### THE PROBLEM
Copy, from the listing, every line in which the string "CancellationToken" is present.

### RECORD EXCERPTS
BEGIN

// crates/strand-orchestrator/tests/execution_invariants.rs

//! Cross-cutting execution invariants: cost accounting, event stream
//! shape, state folding, timeouts, and cancellation.

mod common;

use std::sync::Arc;
use std::time::Duration;

use rust_decimal::Decimal;
use serde_json::json;
use tokio_util::sync::CancellationToken;

use strand_core::error::codes;
use strand_core::types::{Capability, CostUnit};
use strand_engines::registry::CapabilityRegistry;
use strand_orchestrator::events::store::{EventFilter, EventStore, InMemoryEventStore};
use strand_orchestrator::events::types::EventType;
use strand_orchestrator::events::SagaCoordinator;
use strand_orchestrator::orchestrator::{ExecuteOptions, OrchestratorBuilder};
use strand_orchestrator::pipeline::builder::PipelineBuilder;
use strand_orchestrator::pipeline::executor::ExecutionOptions;
use strand_orchestrator::pipeline::types::StepStatus;

use common::{duration_usage, input, register, registration, Scripted, ScriptedAdapter};

fn saga(registry: Arc<CapabilityRegistry>) -> (SagaCoordinator, Arc<InMemoryEventStore>) {
    let store = Arc::new(InMemoryEventStore::default());
    let saga = SagaCoordinator::new(registry, store.clone());
    (saga, store)
}

#[tokio::test]
async fn total_cost_is_the_sum_of_step_costs() {
    let registry = Arc::new(CapabilityRegistry::new());
    let transcriber = ScriptedAdapter::new(registration(
        "scribe",
        Capability::Transcription,
        1,
        Decimal::new(6, 3),
        CostUnit::PerMinute,
    ))
    .queue(Scripted::ok_with_usage(
        json!({"text": "hi"}),
        duration_usage(120.0),
    ));
    let summarizer = ScriptedAdapter::new(registration(
        "summer",
        Capability::Summarization,
        1,
        Decimal::new(2, 2),
        CostUnit::PerRequest,
    ))
    .queue(Scripted::ok_with_usage(json!({"text": "short"}), {
        let mut usage = std::collections::HashMap::new();
        usage.insert("request_count".to_string(), 1.0);
        usage
    }));
    register(&registry, transcriber);
    register(&registry, summarizer);

    let pipeline = PipelineBuilder::new("two_costs")
        .step("transcribe")
            .capability(Capability::Transcription)
            .output_as("transcript")
            .done()
        .step("summarize")
            .capability(Capability::Summarization)
            .input_from("transcript")
            .done()
        .build()
        .unwrap();

    let (saga, _store) = saga(registry);
    let result = saga
        .execute(&pipeline, input(&[]), &ExecutionOptions::default())
        .await;

    assert!(result.success);
    let step_sum: Decimal = result
        .step_results
        .values()
        .map(|sr| sr.cost_usd())
        .sum();
    assert_eq!(result.total_cost_usd, step_sum);
    // 120s at $0.006/min + one $0.02 request
    assert_eq!(result.total_cost_usd, Decimal::new(32, 3));
}

#[tokio::test]
async fn event_stream_starts_and_ends_with_workflow_lifecycle() {
    let registry = Arc::new(CapabilityRegistry::new());
    register(
        &registry,
        ScriptedAdapter::new(registration(
            "svc",
            Capability::LlmGeneration,
            1,
            Decimal::ZERO,
            CostUnit::PerRequest,
        )),
    );

    let pipeline = PipelineBuilder::new("lifecycle")
        .step("generate")
            .capability(Capability::LlmGeneration)
            .done()
        .build()
        .unwrap();

    let (saga, store) = saga(registry);
    let result = saga
        .execute(&pipeline, input(&[]), &ExecutionOptions::default())
        .await;

    let events = store
        .get_events(&EventFilter::for_execution(&result.execution_id))
        .await;
    assert_eq!(events.first().unwrap().event_type, EventType::WorkflowStarted);
    assert_eq!(
        events.last().unwrap().event_type,
        EventType::WorkflowCompleted
    );

    // STEP_STARTED precedes the step's terminal event.
    let started = events
        .iter()
        .position(|e| e.event_type == EventType::StepStarted)
        .unwrap();
    let completed = events
        .iter()
        .position(|e| e.event_type == EventType::StepCompleted)
        .unwrap();
    assert!(started < completed);
}

#[tokio::test]
async fn folded_state_matches_result_projection() {
    let registry = Arc::new(CapabilityRegistry::new());
    register(
        &registry,
        ScriptedAdapter::new(registration(
            "scribe",
            Capability::Transcription,
            1,
            Decimal::new(6, 3),
            CostUnit::PerMinute,
        ))
        .queue(Scripted::ok_with_usage(json!({"text": "hi"}), duration_usage(60.0))),
    );

    let pipeline = PipelineBuilder::new("folded")
        .step("transcribe")
            .capability(Capability::Transcription)
            .done()
        .build()
        .unwrap();

    let (saga, _store) = saga(registry);
    let result = saga
        .execute(&pipeline, input(&[]), &ExecutionOptions::default())
        .await;

    let state = saga.workflow_state(&result.execution_id).await.unwrap();
    assert_eq!(state.status, "completed");
    assert_eq!(state.completed_steps, result.completed_steps);
    assert_eq!(state.failed_step, result.failed_step);
    assert_eq!(state.total_cost_usd, result.total_cost_usd);
}

#[tokio::test]
async fn missing_providers_fail_with_no_providers_code() {
    let registry = Arc::new(CapabilityRegistry::new());
    // Nothing registered for embeddings.
    let pipeline = PipelineBuilder::new("orphan")
        .step("embed")
            .capability(Capability::Embedding)
            .done()
        .build()
        .unwrap();

    let (saga, _store) = saga(registry);
    let result = saga
        .execute(&pipeline, input(&[]), &ExecutionOptions::default())
        .await;

    assert!(!result.success);
    let step = result.get_step_result("embed").unwrap();
    assert_eq!(step.status, StepStatus::Failed);
    assert_eq!(step.error_code.as_deref(), Some(codes::NO_PROVIDERS));
}

#[tokio::test]
async fn zero_step_timeout_fails_with_timeout_code() {
    let registry = Arc::new(CapabilityRegistry::new());
    let adapter = ScriptedAdapter::slow(
        registration(
            "sluggish",
            Capability::LlmGeneration,
            1,
            Decimal::ZERO,
            CostUnit::PerRequest,
        ),
        Duration::from_millis(50),
    );
    register(&registry, adapter);

    let pipeline = PipelineBuilder::new("deadline")
        .step("generate")
            .capability(Capability::LlmGeneration)
            .timeout(0)
            .no_retry()
            .done()
        .build()
        .unwrap();

    let (saga, _store) = saga(registry);
    let result = saga
        .execute(&pipeline, input(&[]), &ExecutionOptions::default())
        .await;

    assert!(!result.success);
    let step = result.get_step_result("generate").unwrap();
    assert_eq!(step.error_code.as_deref(), Some(codes::TIMEOUT));
}

#[tokio::test]
async fn single_attempt_policy_never_sleeps() {
    let registry = Arc::new(CapabilityRegistry::new());
    let adapter = ScriptedAdapter::new(registration(
        "once",
        Capability::LlmGeneration,
        1,
        Decimal::ZERO,
        CostUnit::PerRequest,
    ))
    .queue(Scripted::fail("overloaded", "SERVICE_UNAVAILABLE", true));
    register(&registry, adapter.clone());

    let pipeline = PipelineBuilder::new("one_shot")
        .step("generate")
            .capability(Capability::LlmGeneration)
            .no_retry()
            .no_fallback()
            .prefer_providers(&["once"])
            .done()
        .build()
        .unwrap();

    let (saga, _store) = saga(registry);
    let started = std::time::Instant::now();
    let result = saga
        .execute(&pipeline, input(&[]), &ExecutionOptions::default())
        .await;

    assert!(!result.success);
    assert_eq!(adapter.calls(), 1);
    // No retry sleep: a 1s initial delay would show up here.
    assert!(started.elapsed() < Duration::from_millis(500));
}

#[tokio::test]
async fn retry_allow_list_stops_unlisted_codes() {
    let registry = Arc::new(CapabilityRegistry::new());
    let adapter = ScriptedAdapter::new(registration(
        "picky",
        Capability::LlmGeneration,
        1,
        Decimal::ZERO,
        CostUnit::PerRequest,
    ))
    .queue(Scripted::fail("overloaded", "SERVICE_UNAVAILABLE", true));
    register(&registry, adapter.clone());

    let mut policy = strand_orchestrator::pipeline::types::RetryPolicy::default();
    policy.max_attempts = 3;
    policy.initial_delay_ms = 10;
    policy.retryable_errors = Some(vec!["TIMEOUT".to_string()]);

    let pipeline = PipelineBuilder::new("allow_list")
        .step("generate")
            .capability(Capability::LlmGeneration)
            .retry_policy(policy)
            .no_fallback()
            .prefer_providers(&["picky"])
            .done()
        .build()
        .unwrap();

    let (saga, _store) = saga(registry);
    let result = saga
        .execute(&pipeline, input(&[]), &ExecutionOptions::default())
        .await;

    assert!(!result.success);
    // SERVICE_UNAVAILABLE is retryable but not on the allow-list.
    assert_eq!(adapter.calls(), 1);
}

#[tokio::test]
async fn cancelled_execution_compensates_and_emits_cancelled() {
    let registry = Arc::new(CapabilityRegistry::new());
    register(
        &registry,
        ScriptedAdapter::new(registration(
            "svc",
            Capability::LlmGeneration,
            1,
            Decimal::ZERO,
            CostUnit::PerRequest,
        )),
    );

    let pipeline = PipelineBuilder::new("cancelled")
        .step("generate")
            .capability(Capability::LlmGeneration)
            .done()
        .build()
        .unwrap();

    let token = CancellationToken::new();
    token.cancel();
    let options = ExecutionOptions {
        cancellation: Some(token),
        ..Default::default()
    };

    let (saga, store) = saga(registry);
    let result = saga.execute(&pipeline, input(&[]), &options).await;

    assert!(!result.success);
    assert_eq!(result.failed_step.as_deref(), Some("generate"));
    let step = result.get_step_result("generate").unwrap();
    assert_eq!(step.error_code.as_deref(), Some(codes::CANCELLED));
    // Nothing completed, so the rollback is trivially full.
    assert!(result.compensation_performed);
    assert!(result.compensated_steps.is_empty());

    let events = store
        .get_events(&EventFilter::for_execution(&result.execution_id))
        .await;
    let types: Vec<EventType> = events.iter().map(|e| e.event_type).collect();
    assert!(types.contains(&EventType::CompensationStarted));
    assert!(types.contains(&EventType::CompensationCompleted));
    assert_eq!(*types.last().unwrap(), EventType::WorkflowCancelled);
}

#[tokio::test]
async fn optional_step_failure_does_not_fail_the_pipeline() {
    let registry = Arc::new(CapabilityRegistry::new());
    let flaky = ScriptedAdapter::new(registration(
        "flaky",
        Capability::CoachingAnalysis,
        1,
        Decimal::ZERO,
        CostUnit::PerRequest,
    ))
    .queue(Scripted::fail("nope", "INVALID_INPUT", false));
    let steady = ScriptedAdapter::new(registration(
        "steady",
        Capability::LlmGeneration,
        1,
        Decimal::ZERO,
        CostUnit::PerRequest,
    ));
    register(&registry, flaky);
    register(&registry, steady);

    let pipeline = PipelineBuilder::new("lenient")
        .step("coach")
            .capability(Capability::CoachingAnalysis)
            .optional()
            .no_retry()
            .done()
        .step("generate")
            .capability(Capability::LlmGeneration)
            .done()
        .build()
        .unwrap();

    let (saga, _store) = saga(registry);
    let result = saga
        .execute(&pipeline, input(&[]), &ExecutionOptions::default())
        .await;

    assert!(result.success);
    assert_eq!(result.completed_steps, vec!["generate"]);
    assert_eq!(
        result.get_step_result("coach").unwrap().status,
        StepStatus::Failed
    );
    assert!(!result.compensation_performed);
}

#[tokio::test]
async fn orchestrator_tracks_spend_and_reports_progress() {
    let registry = Arc::new(CapabilityRegistry::new());
    register(
        &registry,
        ScriptedAdapter::new(registration(
            "scribe",
            Capability::Transcription,
            1,
            Decimal::new(6, 3),
            CostUnit::PerMinute,
        ))
        .queue(Scripted::ok_with_usage(json!({"text": "hi"}), duration_usage(60.0))),
    );

    let orchestrator = OrchestratorBuilder::new(registry).build();
    let pipeline = PipelineBuilder::new("tracked")
        .step("transcribe")
            .capability(Capability::Transcription)
            .done()
        .build()
        .unwrap();

    let result = orchestrator
        .execute(&pipeline, input(&[]), ExecuteOptions::for_tenant("acme"))
        .await
        .unwrap();
    assert!(result.success);

    // Spend landed in the budget service.
    let summary = orchestrator
        .get_spend_summary("acme", strand_orchestrator::budget::BudgetPeriod::Daily)
        .await
        .unwrap();
    assert_eq!(summary.total_spend_usd, Decimal::new(6, 3));
    assert_eq!(summary.by_pipeline["tracked"], Decimal::new(6, 3));

    // Read surfaces reflect the completed run.
    let progress = orchestrator
        .get_progress(&result.execution_id)
        .await
        .unwrap();
    assert_eq!(progress.status, "completed");
    assert_eq!(progress.progress_percent, 100.0);
    assert_eq!(progress.completed_steps, vec!["transcribe"]);

    let execution = orchestrator
        .get_execution(&result.execution_id)
        .await
        .unwrap();
    assert!(execution.success);
    assert_eq!(execution.total_cost_usd, result.total_cost_usd);
}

END

### ANSWER SPACE
use tokio_util::sync::CancellationToken;
    let token = CancellationToken::new();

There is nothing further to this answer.